◆ **WHAT IS BEING ASKED**: In the listing below, locate the lines that hold "Some" and copy them.

◆ **INPUT MATERIAL**:
>>>>

use std::io::Write;
use std::path::PathBuf;

use clap::Parser;
use zika_config::{Config, FetchErrorPolicy};
use zika_core::CardKind;

use crate::cli::Cli;
use crate::logging::LogFormat;
use crate::profile::load_config;

fn parse(args: &[&str]) -> Result<Cli, clap::Error> {
    Cli::try_parse_from(std::iter::once("zika").chain(args.iter().copied()))
}

#[test]
fn test_requires_input_and_output() {
    assert!(parse(&["chars"]).is_err());
    assert!(parse(&["words", "only.txt"]).is_err());
    assert!(parse(&["sentences", "in.txt", "out.txt"]).is_ok());
}

#[test]
fn test_last_path_is_output() {
    let cli = parse(&["words", "a.txt", "b.txt", "out.txt"]).unwrap();
    let job = cli.command.into_job(Config::default()).unwrap();

    assert_eq!(job.kind, CardKind::Words);
    assert_eq!(job.inputs, vec![PathBuf::from("a.txt"), PathBuf::from("b.txt")]);
    assert_eq!(job.output, PathBuf::from("out.txt"));
}

#[test]
fn test_lookup_flags_override_config() {
    let cli = parse(&[
        "chars",
        "--source",
        "baidu",
        "--concurrency",
        "4",
        "--timeout",
        "7",
        "--on-fetch-error",
        "skip",
        "--log-format",
        "json",
        "in.txt",
        "out.txt",
    ])
    .unwrap();
    assert_eq!(cli.log_format, LogFormat::Json);

    let job = cli.command.into_job(Config::default()).unwrap();
    let dictionary = &job.config.dictionary;
    assert_eq!(job.kind, CardKind::Characters);
    assert_eq!(dictionary.source, "baidu");
    assert_eq!(dictionary.concurrency, 4);
    assert_eq!(dictionary.timeout_seconds, 7);
    assert_eq!(dictionary.on_fetch_error, FetchErrorPolicy::Skip);
}

#[test]
fn test_config_kept_without_flags() {
    let mut config = Config::default();
    config.dictionary.source = "baidu".to_string();

    let cli = parse(&["chars", "in.txt", "out.txt"]).unwrap();
    let job = cli.command.into_job(config).unwrap();

    assert_eq!(job.config.dictionary.source, "baidu");
    assert_eq!(job.config.dictionary.on_fetch_error, FetchErrorPolicy::Abort);
}

#[test]
fn test_invalid_flag_values_rejected() {
    assert!(parse(&["chars", "--concurrency", "0", "in.txt", "out.txt"]).is_err());
    assert!(parse(&["chars", "--on-fetch-error", "retry", "in.txt", "out.txt"]).is_err());
}

#[test]
fn test_zero_timeout_rejected() {
    let cli = parse(&["chars", "--timeout", "0", "in.txt", "out.txt"]).unwrap();
    assert!(cli.command.into_job(Config::default()).is_err());
}

#[test]
fn test_output_cannot_be_an_input() {
    let cli = parse(&["words", "same.txt", "same.txt"]).unwrap();
    assert!(cli.command.into_job(Config::default()).is_err());
}

#[test]
fn test_empty_marker_or_separator_from_config_file_rejected() {
    for json in [
        r#"{ "input": { "chapter_marker": "" } }"#,
        r#"{ "input": { "separator": "" } }"#,
    ] {
        let mut file = tempfile::NamedTempFile::new().unwrap();
        write!(file, "{json}").unwrap();
        let config = load_config(Some(file.path())).unwrap();

        let cli = parse(&["words", "in.txt", "out.txt"]).unwrap();
        let err = cli.command.into_job(config).err().unwrap();
        assert!(err.to_string().contains("must not be empty"), "{json}: {err}");
    }
}

#[test]
fn test_config_file_loaded() {
    let mut file = tempfile::NamedTempFile::new().unwrap();
    write!(
        file,
        r#"{{ "dictionary": {{ "source": "baidu", "concurrency": 2 }}, "input": {{ "separator": "," }} }}"#
    )
    .unwrap();

    let config = load_config(Some(file.path())).unwrap();
    assert_eq!(config.dictionary.source, "baidu");
    assert_eq!(config.dictionary.concurrency, 2);
    assert_eq!(config.dictionary.timeout_seconds, 30);
    assert_eq!(config.input.separator, ",");
    assert_eq!(config.input.chapter_marker, "#");
}

#[test]
fn test_bad_config_file_is_error() {
    let dir = tempfile::tempdir().unwrap();
    assert!(load_config(Some(&dir.path().join("missing.json"))).is_err());

    let mut file = tempfile::NamedTempFile::new().unwrap();
    write!(file, "not json").unwrap();
    assert!(load_config(Some(file.path())).is_err());
}
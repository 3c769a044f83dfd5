use zika_dictionary::FetchError;

#[derive(Debug, thiserror::Error)]
pub enum EmitError {
    #[error("Failed to write cards: {0}")]
    Io(#[from] std::io::Error),

    #[error("Dictionary lookup for \"{entry}\" failed: {source}")]
    Fetch {
        entry: String,
        #[source]
        source: FetchError,
    },
}
use std::str::FromStr;

use serde::{Deserialize, Serialize};

fn default_source() -> String {
    "zdic".to_string()
}

fn default_timeout_seconds() -> u64 {
    30
}

fn default_concurrency() -> usize {
    1
}

fn default_user_agent() -> String {
    concat!("zika/", env!("CARGO_PKG_VERSION")).to_string()
}

/// What the character pipeline does when a dictionary page cannot be fetched
#[derive(Debug, Clone, Copy, Default, PartialEq, Eq, Serialize, Deserialize)]
#[serde(rename_all = "lowercase")]
pub enum FetchErrorPolicy {
    /// Stop the run at the failing entry
    #[default]
    Abort,
    /// Log the failure, write the row with empty dictionary fields and go on
    Skip,
}

impl FromStr for FetchErrorPolicy {
    type Err = String;

    fn from_str(s: &str) -> Result<Self, Self::Err> {
        match s.trim().to_ascii_lowercase().as_str() {
            "abort" => Ok(Self::Abort),
            "skip" => Ok(Self::Skip),
            other => Err(format!("unknown fetch error policy: {other}")),
        }
    }
}

#[derive(Debug, Serialize, Deserialize, Clone)]
#[serde(default)]
pub struct DictionaryConfig {
    /// Dictionary source id (`zdic` or `baidu`)
    #[serde(default = "default_source")]
    pub source: String,
    /// Alternate page base URL, e.g. a mirror
    #[serde(default)]
    pub base_url: Option<String>,
    #[serde(default = "default_timeout_seconds")]
    pub timeout_seconds: u64,
    /// Max dictionary lookups in flight
    #[serde(default = "default_concurrency")]
    pub concurrency: usize,
    #[serde(default = "default_user_agent")]
    pub user_agent: String,
    #[serde(default)]
    pub on_fetch_error: FetchErrorPolicy,
}

impl Default for DictionaryConfig {
    fn default() -> Self {
        Self {
            source: default_source(),
            base_url: None,
            timeout_seconds: default_timeout_seconds(),
            concurrency: default_concurrency(),
            user_agent: default_user_agent(),
            on_fetch_error: FetchErrorPolicy::default(),
        }
    }
}

impl DictionaryConfig {
    pub(crate) fn from_lookup(lookup: &impl Fn(&str) -> Option<String>) -> Self {
        let source = lookup("ZIKA_SOURCE").unwrap_or_else(default_source);

        let base_url = lookup("ZIKA_BASE_URL").filter(|v| !v.trim().is_empty());

        let timeout_seconds = lookup("ZIKA_TIMEOUT_SECONDS")
            .and_then(|v| v.parse().ok())
            .unwrap_or_else(default_timeout_seconds);

        let concurrency = lookup("ZIKA_CONCURRENCY")
            .and_then(|v| v.parse().ok())
            .filter(|n: &usize| *n > 0)
            .unwrap_or_else(default_concurrency);

        let user_agent = lookup("ZIKA_USER_AGENT").unwrap_or_else(default_user_agent);

        let on_fetch_error = lookup("ZIKA_ON_FETCH_ERROR")
            .and_then(|v| v.parse().ok())
            .unwrap_or_default();

        Self {
            source,
            base_url,
            timeout_seconds,
            concurrency,
            user_agent,
            on_fetch_error,
        }
    }
}
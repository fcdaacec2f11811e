use crate::color::raster::RasterImage;
use crate::foundation::core::Rgb;

/// Nearest-neighbour color at texture coordinate `(u, v)`.
///
/// `u = 0, v = 0` is the top-left pixel and `u = 1, v = 1` the bottom-right one; in between the
/// coordinate snaps to the closest pixel center. No filtering.
///
/// Rounding, not flooring: `floor(0.99 * (w - 1))` would read pixel (0, 0) at `(0.99, 0.99)` on a
/// 2x2 image instead of the bottom-right one.
///
/// A missing or malformed image yields [`Rgb::WHITE`]; callers usually substitute their own
/// fallback color in that case. Coordinates are clamped into `[0, 1]` (NaN maps to 0), so this
/// never panics.
pub fn sample_color(image: Option<&RasterImage>, u: f64, v: f64) -> Rgb {
    let Some(img) = image.filter(|img| img.is_valid()) else {
        return Rgb::WHITE;
    };

    let px = (clamp01(u) * f64::from(img.width - 1)).round() as u32;
    let py = (clamp01(v) * f64::from(img.height - 1)).round() as u32;
    let [r, g, b, _] = img.pixel(px.min(img.width - 1), py.min(img.height - 1));

    Rgb::new(
        f64::from(r) / 255.0,
        f64::from(g) / 255.0,
        f64::from(b) / 255.0,
    )
}

fn clamp01(x: f64) -> f64 {
    if x.is_nan() { 0.0 } else { x.clamp(0.0, 1.0) }
}

#[cfg(test)]
#[path = "../../tests/unit/color/sampler.rs"]
mod tests;
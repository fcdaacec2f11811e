use crate::formation::FlagSpec;

/// Closed-form cloth flutter for a flag fixed along its left (pole) edge.
///
/// Pure and stateless; safe to evaluate for every point in parallel.
#[derive(Clone, Copy, Debug, PartialEq)]
pub struct WaveField {
    /// Left edge of the flag in world x.
    pub x_min: f64,
    /// Flag width in world units.
    pub width: f64,
}

impl WaveField {
    /// Field spanning a flag laid out by `spec`.
    pub fn for_flag(spec: &FlagSpec) -> Self {
        Self {
            x_min: -spec.width / 2.0,
            width: spec.width,
        }
    }

    /// Position across the flag in `[0, 1]`, 0 at the pole.
    pub fn normalized_x(&self, x: f64) -> f64 {
        if self.width <= 0.0 {
            return 0.0;
        }
        ((x - self.x_min) / self.width).clamp(0.0, 1.0)
    }

    /// Depth displacement at `(x, y)` and time `t` seconds.
    pub fn offset(&self, x: f64, y: f64, t: f64, amplitude: f64) -> f64 {
        let nx = self.normalized_x(x);
        let primary = (nx * 6.0 - t * 3.0).sin();
        let secondary = 0.4 * (nx * 11.0 + y * 0.3 - t * 4.7).sin();
        let ripple = 0.25 * (nx * 19.0 - y * 0.5 - t * 7.3).sin();
        // The pole side barely moves; the free edge billows.
        let edge = 0.05 + 0.95 * nx * nx;
        (primary + secondary + ripple) * edge * amplitude
    }

    /// Small vertical sway layered on top of the depth flutter.
    pub fn sway(&self, x: f64, t: f64, amplitude: f64) -> f64 {
        (x * 0.2 + t * 1.5).sin() * 0.1 * amplitude
    }
}

impl Default for WaveField {
    fn default() -> Self {
        Self::for_flag(&FlagSpec::default())
    }
}

/// [`WaveField::offset`] for the default flag layout.
pub fn wave_offset(x: f64, y: f64, t: f64, amplitude: f64) -> f64 {
    WaveField::default().offset(x, y, t, amplitude)
}

#[cfg(test)]
#[path = "../../tests/unit/field/wave.rs"]
mod tests;
use std::collections::BTreeMap;

use serde::{Deserialize, Serialize};

use crate::color::palette::PaletteEntry;
use crate::formation::FormationSpec;
use crate::foundation::core::Rgb;
use crate::timeline::phase::PhaseDef;
use crate::timeline::sequencer::EndPolicy;

/// JSON-facing description of a complete show: formations, phases, coloring and motion tuning.
///
/// Parse with [`Show::from_reader`] / [`Show::from_path`] and check with [`Show::validate`];
/// [`crate::SwarmEngine::new`] validates again before building anything.
#[derive(Clone, Debug, PartialEq, Serialize, Deserialize)]
pub struct Show {
    /// Points per formation.
    pub drone_count: usize,
    /// Seed for formation jitter.
    #[serde(default)]
    pub seed: u64,
    /// Named formations referenced by phases.
    pub formations: BTreeMap<String, FormationSpec>,
    /// Ordered phase list; phase 0 is where every show starts and resets to.
    pub phases: Vec<PhaseDef>,
    /// What happens after the last phase.
    #[serde(default)]
    pub end: EndPolicy,
    /// Color strategy.
    #[serde(default)]
    pub coloring: Coloring,
    /// Motion tuning.
    #[serde(default)]
    pub motion: Motion,
}

/// How drones are colored.
#[derive(Clone, Debug, PartialEq, Serialize, Deserialize)]
#[serde(tag = "mode", rename_all = "snake_case")]
pub enum Coloring {
    /// Per-point color sampled from the subject image at each point's texture coordinate.
    Image(ImageColoring),
    /// One global color per frame, taken from per-formation palettes.
    Palette(PaletteColoring),
}

impl Default for Coloring {
    fn default() -> Self {
        Self::Image(ImageColoring::default())
    }
}

/// Settings for [`Coloring::Image`].
#[derive(Clone, Copy, Debug, PartialEq, Serialize, Deserialize)]
#[serde(default)]
pub struct ImageColoring {
    /// Color used during the opening hold and while no image is loaded.
    pub accent: Rgb,
    /// Extra brightness for near-yellow samples, `0` disables.
    pub yellow_boost: f64,
    /// Per-point brightness jitter on sampled colors, `0` disables.
    pub sparkle: f64,
}

impl Default for ImageColoring {
    fn default() -> Self {
        Self {
            accent: Rgb::CYAN,
            yellow_boost: 0.25,
            sparkle: 0.1,
        }
    }
}

/// Settings for [`Coloring::Palette`].
#[derive(Clone, Debug, PartialEq, Serialize, Deserialize)]
pub struct PaletteColoring {
    /// Palette per formation name.
    pub palettes: BTreeMap<String, PaletteEntry>,
    /// Pulse frequency while holding a formation.
    #[serde(default = "default_pulse_hz")]
    pub pulse_hz: f64,
}

fn default_pulse_hz() -> f64 {
    0.5
}

/// Amplitudes and stagger tuning shared by all phases.
#[derive(Clone, Copy, Debug, PartialEq, Serialize, Deserialize)]
#[serde(default)]
pub struct Motion {
    /// Flag flutter strength.
    pub wave_amplitude: f64,
    /// Vertical hover amplitude during hold phases.
    pub hover_amplitude: f64,
    /// Maximum morph start delay, as a fraction of the phase.
    pub stagger_spread: f64,
}

impl Default for Motion {
    fn default() -> Self {
        Self {
            wave_amplitude: 1.5,
            hover_amplitude: 0.02,
            stagger_spread: 0.3,
        }
    }
}
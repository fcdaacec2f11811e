use crate::foundation::core::{PointRecord, Uv};

/// Flat raster layout whose texture coordinates map straight onto a flag image.
#[derive(Clone, Debug, PartialEq, serde::Serialize, serde::Deserialize)]
#[serde(default)]
pub struct FlagSpec {
    /// Points per row.
    pub columns: usize,
    /// Physical width of the flag.
    pub width: f64,
    /// Physical height of the flag.
    pub height: f64,
    /// Height of the flag's center above the ground.
    pub lift: f64,
}

impl Default for FlagSpec {
    fn default() -> Self {
        Self {
            columns: 150,
            width: 16.0,
            height: 10.5,
            lift: 8.0,
        }
    }
}

/// Raster-scan texture coordinate for linear index `i` of `count` points laid out in `columns`.
///
/// `rows = ceil(count / columns)`; a single row or column maps to coordinate 0.
pub(crate) fn grid_uv(i: usize, count: usize, columns: usize) -> Uv {
    let columns = columns.max(1);
    let rows = count.div_ceil(columns).max(1);
    let col = i % columns;
    let row = (i / columns) % rows;
    let u = if columns > 1 {
        col as f64 / (columns - 1) as f64
    } else {
        0.0
    };
    let v = if rows > 1 {
        row as f64 / (rows - 1) as f64
    } else {
        0.0
    };
    Uv::new(u, v)
}

pub(crate) fn generate(spec: &FlagSpec, count: usize) -> Vec<PointRecord> {
    (0..count)
        .map(|i| {
            let uv = grid_uv(i, count, spec.columns);
            let x = (uv.u - 0.5) * spec.width;
            let y = (0.5 - uv.v) * spec.height + spec.lift;
            PointRecord::with_uv(x, y, 0.0, uv)
        })
        .collect()
}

<<<<

◆ **OUTPUT FOR THIS EXERCISE**:
        let config = load_config(Some(file.path())).unwrap();
    let config = load_config(Some(file.path())).unwrap();
    assert!(load_config(Some(&dir.path().join("missing.json"))).is_err());
    assert!(load_config(Some(file.path())).is_err());
    let Some(img) = image.filter(|img| img.is_valid()) else {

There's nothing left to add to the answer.